BEGIN The data

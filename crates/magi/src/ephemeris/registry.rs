//! Process-wide ephemeris setup.
//!
//! `Ephemerides::init` is the single startup step that brings both sources up.
//! Its outcome is kept per backend so a failed minor-body source degrades
//! Chiron instead of taking the whole engine down.

use crate::bodies::{BackendKind, Body};
use crate::ephemeris::adapter::{EphemerisAdapter, MinorBodyAdapter, SwissEphemerisAdapter};
use crate::ephemeris::types::EphemerisSettings;
use serde::Serialize;
use std::env;
use std::fmt;
use std::sync::Arc;

/// Outcome of initialising one backend
#[derive(Clone)]
pub enum BackendState {
    Ready(Arc<dyn EphemerisAdapter>),
    Unavailable { reason: String },
}

impl BackendState {
    pub fn is_ready(&self) -> bool {
        matches!(self, BackendState::Ready(_))
    }
}

impl fmt::Debug for BackendState {
    fn fmt(&self, f: &mut fmt::Formatter<'_>) -> fmt::Result {
        match self {
            BackendState::Ready(adapter) => f.debug_tuple("Ready").field(&adapter.name()).finish(),
            BackendState::Unavailable { reason } => f
                .debug_struct("Unavailable")
                .field("reason", reason)
                .finish(),
        }
    }
}

/// Serializable view of a backend, for health reporting
#[derive(Debug, Clone, PartialEq, Serialize)]
pub struct BackendStatus {
    pub backend: BackendKind,
    pub ready: bool,
    #[serde(skip_serializing_if = "Option::is_none")]
    pub reason: Option<String>,
}

#[derive(Debug, Clone)]
pub struct Ephemerides {
    classical: BackendState,
    minor_body: BackendState,
}

impl Ephemerides {
    /// Initialise both Swiss Ephemeris backends. Never fails as a whole.
    pub fn init(settings: &EphemerisSettings) -> Self {
        if settings.path.is_dir() {
            // Read by the C library the first time it opens a data file.
            env::set_var("SE_EPHE_PATH", &settings.path);
        }

        let classical = match SwissEphemerisAdapter::new(&settings.path, settings.frame) {
            Ok(adapter) => BackendState::Ready(Arc::new(adapter)),
            Err(e) => BackendState::Unavailable {
                reason: e.to_string(),
            },
        };
        let minor_body = match MinorBodyAdapter::new(&settings.path, settings.frame) {
            Ok(adapter) => {
                log::info!(
                    "Minor-body ephemeris loaded from {}",
                    adapter.asteroid_file().display()
                );
                BackendState::Ready(Arc::new(adapter))
            }
            Err(e) => BackendState::Unavailable {
                reason: e.to_string(),
            },
        };

        let ephemerides = Self::from_parts(classical, minor_body);
        ephemerides.log_status();
        ephemerides
    }

    pub fn from_parts(classical: BackendState, minor_body: BackendState) -> Self {
        Self {
            classical,
            minor_body,
        }
    }

    pub fn state(&self, kind: BackendKind) -> &BackendState {
        match kind {
            BackendKind::Classical => &self.classical,
            BackendKind::MinorBody => &self.minor_body,
        }
    }

    pub fn state_for(&self, body: Body) -> &BackendState {
        self.state(body.backend())
    }

    pub fn is_ready(&self, kind: BackendKind) -> bool {
        self.state(kind).is_ready()
    }

    pub fn status(&self) -> Vec<BackendStatus> {
        [BackendKind::Classical, BackendKind::MinorBody]
            .into_iter()
            .map(|kind| match self.state(kind) {
                BackendState::Ready(_) => BackendStatus {
                    backend: kind,
                    ready: true,
                    reason: None,
                },
                BackendState::Unavailable { reason } => BackendStatus {
                    backend: kind,
                    ready: false,
                    reason: Some(reason.clone()),
                },
            })
            .collect()
    }

    fn log_status(&self) {
        for status in self.status() {
            match status.reason {
                None => log::info!("{} ephemeris ready", status.backend),
                Some(reason) => log::warn!(
                    "{} ephemeris unavailable, its bodies will read 0°: {}",
                    status.backend,
                    reason
                ),
            }
        }
    }
}
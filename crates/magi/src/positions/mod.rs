pub mod resolver;
pub mod types;

pub use resolver::{motion_delta, motion_probe, PositionResolver};
pub use types::{normalize_degrees, Position, PositionMap};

END The data

Required action
Look through the entries and return each line that has the word "field" in it.

Answer space
            BackendState::Ready(adapter) => f.debug_tuple("Ready").field(&adapter.name()).finish(),
                .field("reason", reason)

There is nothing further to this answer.